Both the House and Senate passed nearly $5 billion in tax cut bills, aimed at helping victims of Hurricane Katrina and the people who provide them shelter.
The bills have slight differences that will need to be ironed out before moving the legislation to President Bush for his signature. That process is not expected to take long, with both chambers having passed the bills by a voice vote.
The cuts are designed to give people affected by the hurricane easier access to their retirement savings and to encourage charitable giving. Among other provisions, both versions of the plan waive penalties for victims who withdraw cash from their retirement savings accounts, solidify an earned income tax credit for the working poor, and provide a $2,000 tax break to anyone who houses victims for two months or longer.
Other provisions include:
- The extension of a tax credit for employers who keep workers in the disaster zone on their payroll;
- The elimination of a limitation on casualty losses, making it easier for victims to get a refund of taxes they paid in 2004; and,
- An allowance for survivors to exempt from taxes any debts that are canceled because of the hurricane. Canceled debt is usually considered taxable income.

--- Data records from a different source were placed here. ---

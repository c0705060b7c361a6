//! Ordered receive pipeline for the replication stream.
//!
//! Inbound batches land in an operation queue keyed by LSN; the contiguous
//! prefix is dispatched to the consumer through the dispatch queue, and
//! receive/apply progress is reported back to the primary in piggybacked
//! acknowledgments. Out-of-order arrivals buffer in the queue until the gap
//! fills.
//!
//! With `require_service_ack`, completion (and therefore the apply half of
//! the ack) waits for the consumer's explicit acknowledgment of each
//! operation; otherwise dispatch counts as applied.

use std::sync::Arc;
use std::time::Instant;

use tracing::debug;

use tidemark_types::SequenceNumber;
use tidemark_wire::ReplicationOperationBody;

use crate::config::ReplicatorSettings;
use crate::error::{ReplicationError, ReplicationResult};
use crate::operation::Operation;
use crate::queue::{OperationQueue, QueueOptions};
use crate::stream::{DispatchQueue, OperationStream};

/// Replication progress to report to the primary.
#[derive(Debug, Clone, Copy, PartialEq, Eq)]
pub struct ReplicationProgress {
    /// Last LSN of the contiguous received prefix.
    pub receive: SequenceNumber,

    /// Last LSN the consumer has applied.
    pub apply: SequenceNumber,
}

/// Receives, orders, and dispatches replication operations.
pub struct ReplicationReceiver {
    name: String,
    queue: OperationQueue,
    dispatch: Arc<DispatchQueue>,
    require_service_ack: bool,
    start_sequence: SequenceNumber,
}

impl std::fmt::Debug for ReplicationReceiver {
    fn fmt(&self, f: &mut std::fmt::Formatter<'_>) -> std::fmt::Result {
        write!(f, "ReplicationReceiver({}, {:?})", self.name, self.queue)
    }
}

impl ReplicationReceiver {
    pub fn new(name: String, settings: &ReplicatorSettings, start_sequence: SequenceNumber) -> Self {
        let queue = OperationQueue::new(QueueOptions {
            name: format!("{name}:repl"),
            initial_size: settings.initial_replication_queue_size,
            max_size: settings.max_replication_queue_size,
            max_memory_size: settings.max_replication_queue_memory_size,
            max_completed_count: settings.max_completed_operations_count,
            max_completed_bytes: settings.max_completed_operations_memory_size,
            require_service_ack: settings.require_service_ack,
            clean_on_complete: false,
            ignore_commit: false,
            start_sequence,
        });
        Self::from_queue(name, settings, queue)
    }

    /// Wraps an adopted queue (demotion from primary keeps the replication
    /// state).
    pub fn from_queue(name: String, settings: &ReplicatorSettings, mut queue: OperationQueue) -> Self {
        let capacity = if settings.max_replication_queue_size > 0 {
            settings.max_replication_queue_size
        } else {
            settings.initial_replication_queue_size * 16
        };
        let dispatch = DispatchQueue::new(capacity as usize);

        let sink = Arc::clone(&dispatch);
        let require_service_ack = settings.require_service_ack;
        let start_sequence = queue.head();
        queue.set_commit_callback(Box::new(move |op| {
            if require_service_ack {
                op.set_needs_service_ack();
            }
            if sink.enqueue(Arc::clone(op)).is_err() {
                debug!(lsn = %op.sequence_number(), "dispatch dropped after stream close");
            }
        }));

        Self {
            name,
            queue,
            dispatch,
            require_service_ack,
            start_sequence,
        }
    }

    // ========================================================================
    // Accessors
    // ========================================================================

    pub fn stream(&self) -> OperationStream {
        OperationStream::new(Arc::clone(&self.dispatch))
    }

    pub fn dispatch_queue(&self) -> &Arc<DispatchQueue> {
        &self.dispatch
    }

    pub fn queue(&self) -> &OperationQueue {
        &self.queue
    }

    /// Surrenders the queue for promotion to primary.
    pub fn into_queue(mut self) -> OperationQueue {
        self.queue.clear_commit_callback();
        self.dispatch.close();
        self.queue
    }

    pub fn progress(&self) -> ReplicationProgress {
        ReplicationProgress {
            receive: self.queue.committed_head().prev(),
            apply: self.queue.head().prev(),
        }
    }

    pub fn start_sequence(&self) -> SequenceNumber {
        self.start_sequence
    }

    /// True when every dispatched operation has been consumed and acked;
    /// the epoch barrier and close wait on this.
    pub fn is_drained(&self) -> bool {
        self.queue.head() == self.queue.committed_head() && self.dispatch.is_empty()
    }

    // ========================================================================
    // Receive path
    // ========================================================================

    /// Enqueues one batch. Duplicates are dropped silently (the ack tells
    /// the primary where we are); gaps buffer until filled. Returns the
    /// progress to ack.
    pub fn process_batch(
        &mut self,
        body: &ReplicationOperationBody,
        now: Instant,
    ) -> ReplicationResult<ReplicationProgress> {
        for wire_op in &body.operations {
            let op = Arc::new(Operation::from_wire(wire_op.clone()));
            match self.queue.try_enqueue(op, now) {
                Ok(()) | Err(ReplicationError::DuplicateOperation) => {}
                Err(error) => {
                    debug!(receiver = %self.name, %error, "replication enqueue failed");
                    return Err(error);
                }
            }
        }

        // Dispatch the in-order prefix, then advance completion as far as
        // the service-ack mode allows: without service acks the dispatch
        // itself counts as applied.
        self.queue.commit(now);
        self.queue.complete(now);

        Ok(self.progress())
    }

    /// Consumer acknowledged apply for `op`. Advances the apply marker
    /// through the acked prefix.
    pub fn on_operation_acked(&mut self, op: &Arc<Operation>, now: Instant) -> ReplicationProgress {
        op.acknowledge();
        self.queue.complete(now);
        self.progress()
    }

    /// Local end-of-stream marker pushed straight into the dispatch queue;
    /// it never occupies an LSN slot.
    pub fn enqueue_end_of_stream(&mut self, epoch: tidemark_types::Epoch) -> Arc<Operation> {
        let eos = Arc::new(Operation::end_of_stream(
            SequenceNumber::NON_INITIALIZED,
            epoch,
        ));
        if self.require_service_ack {
            eos.set_needs_service_ack();
        }
        let _ = self.dispatch.enqueue(Arc::clone(&eos));
        self.dispatch.close();
        eos
    }

    /// Drops everything the consumer has not seen; used by fault teardown.
    pub fn abandon(&mut self, now: Instant) {
        self.dispatch.clear();
        self.dispatch.close();
        self.queue.discard_uncommitted(now);
    }
}

#[cfg(test)]
mod tests {
    use bytes::Bytes;
    use tidemark_types::Epoch;
    use tidemark_wire::{OperationMetadata, WireOperation};

    use crate::stream::StreamEntry;

    use super::*;

    fn batch(lsns: &[i64]) -> ReplicationOperationBody {
        ReplicationOperationBody {
            operations: lsns
                .iter()
                .map(|lsn| {
                    let payload = Bytes::from_static(b"op");
                    WireOperation {
                        metadata: OperationMetadata::normal(SequenceNumber::new(*lsn)),
                        epoch: Epoch::new(1, 1),
                        segment_sizes: vec![payload.len() as u64],
                        segments: vec![payload],
                    }
                })
                .collect(),
            primary_epoch: Epoch::new(1, 1),
            completed_sequence_number: SequenceNumber::NON_INITIALIZED,
            last_in_batch: true,
        }
    }

    fn receiver(require_service_ack: bool) -> ReplicationReceiver {
        let settings = ReplicatorSettings {
            require_service_ack,
            ..Default::default()
        };
        ReplicationReceiver::new("sec".into(), &settings, SequenceNumber::new(1))
    }

    #[test]
    fn in_order_batch_acks_receive_and_apply() {
        let mut r = receiver(false);
        let now = Instant::now();
        let progress = r.process_batch(&batch(&[1, 2, 3]), now).expect("batch");
        assert_eq!(progress.receive, SequenceNumber::new(3));
        assert_eq!(progress.apply, SequenceNumber::new(3));
    }

    #[test]
    fn out_of_order_buffers_until_gap_fills() {
        let mut r = receiver(false);
        let now = Instant::now();
        let progress = r.process_batch(&batch(&[2, 3]), now).expect("batch");
        assert_eq!(progress.receive, SequenceNumber::new(0));

        let stream = r.stream();
        assert!(matches!(stream.get_next(), StreamEntry::Pending));

        let progress = r.process_batch(&batch(&[1]), now).expect("fill");
        assert_eq!(progress.receive, SequenceNumber::new(3));

        // Strictly increasing delivery with no gaps.
        for expected in 1..=3 {
            match stream.get_next() {
                StreamEntry::Operation(op) => {
                    assert_eq!(op.sequence_number().as_i64(), expected);
                }
                other => panic!("expected op {expected}, got {other:?}"),
            }
        }
    }

    #[test]
    fn duplicates_are_idempotent() {
        let mut r = receiver(false);
        let now = Instant::now();
        r.process_batch(&batch(&[1, 2]), now).expect("batch");
        let progress = r.process_batch(&batch(&[1, 2]), now).expect("dup");
        assert_eq!(progress.receive, SequenceNumber::new(2));
        // The stream sees each operation once.
        let stream = r.stream();
        let mut seen = 0;
        while let StreamEntry::Operation(_) = stream.get_next() {
            seen += 1;
        }
        assert_eq!(seen, 2);
    }

    #[test]
    fn service_ack_gates_apply_progress() {
        let mut r = receiver(true);
        let now = Instant::now();
        let progress = r.process_batch(&batch(&[1, 2]), now).expect("batch");
        assert_eq!(progress.receive, SequenceNumber::new(2));
        assert_eq!(progress.apply, SequenceNumber::new(0));

        let stream = r.stream();
        let first = match stream.get_next() {
            StreamEntry::Operation(op) => op,
            other => panic!("expected op, got {other:?}"),
        };
        let progress = r.on_operation_acked(&first, now);
        assert_eq!(progress.apply, SequenceNumber::new(1));
    }

    #[test]
    fn drained_tracks_dispatch_and_acks() {
        let mut r = receiver(true);
        let now = Instant::now();
        assert!(r.is_drained());
        r.process_batch(&batch(&[1]), now).expect("batch");
        assert!(!r.is_drained());

        let stream = r.stream();
        let op = match stream.get_next() {
            StreamEntry::Operation(op) => op,
            other => panic!("expected op, got {other:?}"),
        };
        assert!(!r.is_drained());
        r.on_operation_acked(&op, now);
        assert!(r.is_drained());
    }
}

Congress has already approved more than $62 billion in direct aid to help the recovery effort that left hundreds of thousands homeless. Politicians said that they would propose more tax legislation later this year to help rebuild the Gulf Coast. The bills would also make it easier for individuals to donate funds from their individual retirement accounts, and raise the charitable deduction limit for corporations to 15 percent of income. The legislation also would increase the mileage deduction for cars driven for charitable purposes to 24.25 cents per mile, up from 14 cents.